As the answer, give every line of the records that includes the word "Scenario".

(Stored data entries)
= Beginning of Section =
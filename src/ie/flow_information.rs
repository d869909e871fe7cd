//! Flow Information Information Element
//!
//! The Flow Information IE contains an IPFilterRule string describing a packet filter.
//! Per 3GPP TS 29.244 Section 8.2.61 and 3GPP TS 29.212 Section 5.4.2.

use crate::error::PfcpError;
use crate::ie::{Ie, IeType};

/// Flow Information
///
/// Specifies a packet filter rule in IPFilterRule format per RFC 6733 and 3GPP TS 29.212.
/// The rule follows the format: `permit out \<protocol\> from \<src-addr\> [port] to \<dst-addr\> [port]`
///
/// # 3GPP Reference
/// 3GPP TS 29.244 Section 8.2.61
/// 3GPP TS 29.212 Section 5.4.2 (Flow-Description AVP)
/// RFC 6733 (DIAMETER)
///
/// # Structure
/// - Variable length: UTF-8 encoded IPFilterRule string (max 255 bytes)
/// - Format: "permit out \<protocol\> from \<source\> to \<destination\>"
///   - Action: always "permit"
///   - Direction: always "out"
///   - Protocol: decimal number or "ip" (not used)
///   - Source IP: IPv4/IPv6 (possibly masked) or "any"
///   - Source port: optional (decimal or range like 8000-9000)
///   - Destination IP: IPv4/IPv6 (possibly masked) or "assigned"
///   - Destination port: optional (decimal or range)
///
/// # Examples
///
/// ```
/// use pfcp_core::ie::flow_information::FlowInformation;
///
/// // Create flow information with a packet filter rule
/// let flow = FlowInformation::new(
///     "permit out ip from any to assigned".to_string()
/// )?;
/// assert_eq!(flow.value(), "permit out ip from any to assigned");
///
/// // Marshal and unmarshal
/// let bytes = flow.marshal();
/// let parsed = FlowInformation::unmarshal(&bytes)?;
/// assert_eq!(flow, parsed);
/// # Ok::<(), pfcp_core::error::PfcpError>(())
/// ```
#[derive(Debug, Clone, PartialEq, Eq, Hash)]
pub struct FlowInformation {
    /// IPFilterRule string describing the packet filter
    value: String,
}

impl FlowInformation {
    /// Maximum flow information length (255 bytes per 3GPP spec)
    pub const MAX_LEN: usize = 255;

    /// Create a new Flow Information
    ///
    /// # Arguments
    /// * `value` - IPFilterRule string (RFC 6733 format)
    ///
    /// # Errors
    /// Returns error if string exceeds maximum length
    ///
    /// # Example
    /// ```
    /// use pfcp_core::ie::flow_information::FlowInformation;
    ///
    /// let flow = FlowInformation::new(
    ///     "permit out 6 from 192.168.1.0/24 80 to assigned 443".to_string()
    /// )?;
    /// assert_eq!(flow.value(), "permit out 6 from 192.168.1.0/24 80 to assigned 443");
    /// # Ok::<(), pfcp_core::error::PfcpError>(())
    /// ```
    pub fn new(value: String) -> Result<Self, PfcpError> {
        if value.len() > Self::MAX_LEN {
            return Err(PfcpError::invalid_value(
                "Flow Information",
                "value",
                format!("exceeds maximum length {} bytes", Self::MAX_LEN),
            ));
        }
        Ok(FlowInformation { value })
    }

    /// Create a flow information for all IP traffic
    ///
    /// # Example
    /// ```
    /// use pfcp_core::ie::flow_information::FlowInformation;
    ///
    /// let flow = FlowInformation::all_traffic()?;
    /// assert_eq!(flow.value(), "permit out ip from any to assigned");
    /// # Ok::<(), pfcp_core::error::PfcpError>(())
    /// ```
    pub fn all_traffic() -> Result<Self, PfcpError> {
        FlowInformation::new("permit out ip from any to assigned".to_string())
    }

    /// Create a flow information for TCP traffic
    ///
    /// # Arguments
    /// * `src_port` - Source port or port range (e.g., "80" or "8000-9000")
    /// * `dst_port` - Destination port or port range
    ///
    /// # Example
    /// ```
    /// use pfcp_core::ie::flow_information::FlowInformation;
    ///
    /// let flow = FlowInformation::tcp_traffic("any", "80")?;
    /// assert_eq!(flow.value(), "permit out 6 from any to assigned 80");
    /// # Ok::<(), pfcp_core::error::PfcpError>(())
    /// ```
    pub fn tcp_traffic(src_port: &str, dst_port: &str) -> Result<Self, PfcpError> {
        let rule = if src_port == "any" {
            format!("permit out 6 from any to assigned {}", dst_port)
        } else {
            format!(
                "permit out 6 from any {} to assigned {}",
                src_port, dst_port
            )
        };
        FlowInformation::new(rule)
    }

    /// Create a flow information for UDP traffic
    ///
    /// # Arguments
    /// * `src_port` - Source port or port range
    /// * `dst_port` - Destination port or port range
    ///
    /// # Example
    /// ```
    /// use pfcp_core::ie::flow_information::FlowInformation;
    ///
    /// let flow = FlowInformation::udp_traffic("any", "53")?;
    /// assert_eq!(flow.value(), "permit out 17 from any to assigned 53");
    /// # Ok::<(), pfcp_core::error::PfcpError>(())
    /// ```
    pub fn udp_traffic(src_port: &str, dst_port: &str) -> Result<Self, PfcpError> {
        let rule = if src_port == "any" {
            format!("permit out 17 from any to assigned {}", dst_port)
        } else {
            format!(
                "permit out 17 from any {} to assigned {}",
                src_port, dst_port
            )
        };
        FlowInformation::new(rule)
    }

    /// Get the flow information value
    ///
    /// # Example
    /// ```
    /// use pfcp_core::ie::flow_information::FlowInformation;
    ///
    /// let flow = FlowInformation::new(
    ///     "permit out 6 from 10.0.0.0/8 to assigned".to_string()
    /// )?;
    /// assert_eq!(flow.value(), "permit out 6 from 10.0.0.0/8 to assigned");
    /// # Ok::<(), pfcp_core::error::PfcpError>(())
    /// ```
    pub fn value(&self) -> &str {
        &self.value
    }

    /// Marshal Flow Information to bytes
    ///
    /// # Returns
    /// Vector containing UTF-8 encoded IPFilterRule string
    pub fn marshal(&self) -> Vec<u8> {
        self.value.as_bytes().to_vec()
    }

    /// Unmarshal Flow Information from bytes
    ///
    /// # Arguments
    /// * `data` - Byte slice containing IPFilterRule (must be valid UTF-8)
    ///
    /// # Errors
    /// Returns error if data is not valid UTF-8 or exceeds maximum length
    ///
    /// # Example
    /// ```
    /// use pfcp_core::ie::flow_information::FlowInformation;
    ///
    /// let flow = FlowInformation::new(
    ///     "permit out 6 from any to assigned 443".to_string()
    /// )?;
    /// let bytes = flow.marshal();
    /// let parsed = FlowInformation::unmarshal(&bytes)?;
    /// assert_eq!(flow, parsed);
    /// # Ok::<(), pfcp_core::error::PfcpError>(())
    /// ```
    pub fn unmarshal(data: &[u8]) -> Result<Self, PfcpError> {
        if data.len() > Self::MAX_LEN {
            return Err(PfcpError::invalid_length(
                "Flow Information",
                IeType::FlowInformation,
                Self::MAX_LEN,
                data.len(),
            ));
        }

        let value = String::from_utf8(data.to_vec()).map_err(|_| {
            PfcpError::invalid_value("Flow Information", "value", "not valid UTF-8")
        })?;

        Ok(FlowInformation { value })
    }

    /// Convert to generic IE
    ///
    /// # Example
    /// ```
    /// use pfcp_core::ie::flow_information::FlowInformation;
    /// use pfcp_core::ie::IeType;
    ///
    /// let flow = FlowInformation::new(
    ///     "permit out ip from any to assigned".to_string()
    /// )?;
    /// let ie = flow.to_ie();
    /// assert_eq!(ie.ie_type, IeType::FlowInformation);
    /// # Ok::<(), pfcp_core::error::PfcpError>(())
    /// ```
    pub fn to_ie(&self) -> Ie {
        let data = self.marshal();
        Ie::new(IeType::FlowInformation, data)
    }
}

#[cfg(test)]
mod tests {
    use super::*;

    #[test]
    fn test_flow_information_new() {
        let flow = FlowInformation::new("permit out ip from any to assigned".to_string()).unwrap();
        assert_eq!(flow.value(), "permit out ip from any to assigned");
    }

    #[test]
    fn test_flow_information_marshal_unmarshal() {
        let original =
            FlowInformation::new("permit out 6 from any to assigned 443".to_string()).unwrap();
        let bytes = original.marshal();
        assert_eq!(bytes.len(), 37);

        let parsed = FlowInformation::unmarshal(&bytes).unwrap();
        assert_eq!(original, parsed);
        assert_eq!(parsed.value(), "permit out 6 from any to assigned 443");
    }

    #[test]
    fn test_flow_information_empty_string() {
        let flow = FlowInformation::new("".to_string()).unwrap();
        let bytes = flow.marshal();
        assert_eq!(bytes.len(), 0);

        let parsed = FlowInformation::unmarshal(&bytes).unwrap();
        assert_eq!(flow, parsed);
        assert_eq!(parsed.value(), "");
    }

    #[test]
    fn test_flow_information_max_length() {
        let max_str = "a".repeat(255);
        let flow = FlowInformation::new(max_str.clone()).unwrap();
        let bytes = flow.marshal();
        assert_eq!(bytes.len(), 255);

        let parsed = FlowInformation::unmarshal(&bytes).unwrap();
        assert_eq!(parsed.value(), max_str);
    }

    #[test]
    fn test_flow_information_exceeds_max_length() {
        let too_long = "a".repeat(256);
        let result = FlowInformation::new(too_long);
        assert!(result.is_err());
        let err = result.unwrap_err();
        assert!(matches!(err, PfcpError::InvalidValue { .. }));
    }

    #[test]
    fn test_flow_information_unmarshal_too_long() {
        let data = vec![b'a'; 256];
        let result = FlowInformation::unmarshal(&data);
        assert!(result.is_err());
        let err = result.unwrap_err();
        assert!(matches!(err, PfcpError::InvalidLength { .. }));
    }

    #[test]
    fn test_flow_information_unmarshal_invalid_utf8() {
        let data = vec![0xFF, 0xFE, 0xFD];
        let result = FlowInformation::unmarshal(&data);
        assert!(result.is_err());
        let err = result.unwrap_err();
        assert!(matches!(err, PfcpError::InvalidValue { .. }));
    }

    #[test]
    fn test_flow_information_to_ie() {
        let flow =
            FlowInformation::new("permit out 17 from any to assigned 53".to_string()).unwrap();
        let ie = flow.to_ie();
        assert_eq!(ie.ie_type, IeType::FlowInformation);
        assert_eq!(ie.payload.len(), 37);

        // Verify IE can be unmarshaled
        let parsed = FlowInformation::unmarshal(&ie.payload).unwrap();
        assert_eq!(flow, parsed);
    }

    #[test]
    fn test_flow_information_all_traffic() {
        let flow = FlowInformation::all_traffic().unwrap();
        assert_eq!(flow.value(), "permit out ip from any to assigned");
        let bytes = flow.marshal();
        let parsed = FlowInformation::unmarshal(&bytes).unwrap();
        assert_eq!(flow, parsed);
    }

    #[test]
    fn test_flow_information_tcp_traffic() {
        let flow = FlowInformation::tcp_traffic("any", "80").unwrap();
        assert_eq!(flow.value(), "permit out 6 from any to assigned 80");
        let bytes = flow.marshal();
        let parsed = FlowInformation::unmarshal(&bytes).unwrap();
        assert_eq!(flow, parsed);
    }

    #[test]
    fn test_flow_information_tcp_traffic_with_source_port() {
        let flow = FlowInformation::tcp_traffic("8000-9000", "443").unwrap();
        assert_eq!(
            flow.value(),
            "permit out 6 from any 8000-9000 to assigned 443"
        );
        let bytes = flow.marshal();
        let parsed = FlowInformation::unmarshal(&bytes).unwrap();
        assert_eq!(flow, parsed);
    }

    #[test]
    fn test_flow_information_udp_traffic() {
        let flow = FlowInformation::udp_traffic("any", "53").unwrap();
        assert_eq!(flow.value(), "permit out 17 from any to assigned 53");
        let bytes = flow.marshal();
        let parsed = FlowInformation::unmarshal(&bytes).unwrap();
        assert_eq!(flow, parsed);
    }

    #[test]
    fn test_flow_information_udp_traffic_with_source_port() {
        let flow = FlowInformation::udp_traffic("5000", "5001").unwrap();
        assert_eq!(flow.value(), "permit out 17 from any 5000 to assigned 5001");
        let bytes = flow.marshal();
        let parsed = FlowInformation::unmarshal(&bytes).unwrap();
        assert_eq!(flow, parsed);
    }

    #[test]
    fn test_flow_information_ipv4_subnet_mask() {
        let flow =
            FlowInformation::new("permit out 6 from 192.168.1.0/24 to assigned 443".to_string())
                .unwrap();
        let bytes = flow.marshal();
        let parsed = FlowInformation::unmarshal(&bytes).unwrap();
        assert_eq!(
            parsed.value(),
            "permit out 6 from 192.168.1.0/24 to assigned 443"
        );
        assert_eq!(flow, parsed);
    }

    #[test]
    fn test_flow_information_ipv6_address() {
        let flow =
            FlowInformation::new("permit out 6 from 2001:db8::/32 to assigned 443".to_string())
                .unwrap();
        let bytes = flow.marshal();
        let parsed = FlowInformation::unmarshal(&bytes).unwrap();
        assert_eq!(
            parsed.value(),
            "permit out 6 from 2001:db8::/32 to assigned 443"
        );
        assert_eq!(flow, parsed);
    }

    #[test]
    fn test_flow_information_round_trip_various() {
        let test_rules = vec![
            "permit out ip from any to assigned",
            "permit out 6 from any to assigned 80",
            "permit out 6 from any to assigned 443",
            "permit out 17 from any to assigned 53",
            "permit out 6 from 10.0.0.0/8 to assigned 22",
            "permit out 6 from any 8000-9000 to assigned 443",
        ];

        for rule in test_rules {
            let original = FlowInformation::new(rule.to_string()).unwrap();
            let bytes = original.marshal();
            let parsed = FlowInformation::unmarshal(&bytes).unwrap();
            assert_eq!(original, parsed, "Failed for rule: {}", rule);
        }
    }

    #[test]
    fn test_flow_information_rfc6733_compliance() {
        // Verify RFC 6733 IPFilterRule format compliance
        let rules = vec![
            "permit out ip from any to assigned",
            "permit out 6 from 192.0.2.0/24 to assigned 443",
            "permit out 17 from any 5060 to assigned 5061",
        ];

        for rule in rules {
            let flow = FlowInformation::new(rule.to_string()).unwrap();
            let bytes = flow.marshal();
            let parsed = FlowInformation::unmarshal(&bytes).unwrap();
            assert_eq!(parsed.value(), rule);
        }
    }

    #[test]
    fn test_flow_information_5g_http_traffic() {
        // Scenario: Classify HTTP traffic in 5G
        let flow = FlowInformation::tcp_traffic("any", "80").unwrap();
        let bytes = flow.marshal();
        let parsed = FlowInformation::unmarshal(&bytes).unwrap();
        assert_eq!(parsed.value(), "permit out 6 from any to assigned 80");
        assert_eq!(flow, parsed);
    }

    #[test]
    fn test_flow_information_5g_video_streaming() {
        // Scenario: QoS control for video streaming
        let flow = FlowInformation::new("permit out 6 from any to assigned 1935-1936".to_string())
            .unwrap();
        let bytes = flow.marshal();
        let parsed = FlowInformation::unmarshal(&bytes).unwrap();
        assert_eq!(flow, parsed);
    }

    #[test]
    fn test_flow_information_clone() {
        let flow1 = FlowInformation::new("permit out ip from any to assigned".to_string()).unwrap();
        let flow2 = flow1.clone();
        assert_eq!(flow1, flow2);
    }

    #[test]
    fn test_flow_information_3gpp_compliance() {
        // Per 3GPP TS 29.212: action always "permit", direction always "out"
        let flow =
            FlowInformation::new("permit out 6 from any to assigned 443".to_string()).unwrap();
        let value = flow.value();
        assert!(value.starts_with("permit"));
        assert!(value.contains(" out "));
    }
}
= End of Section =
--- Written response ---
        // Scenario: Classify HTTP traffic in 5G
        // Scenario: QoS control for video streaming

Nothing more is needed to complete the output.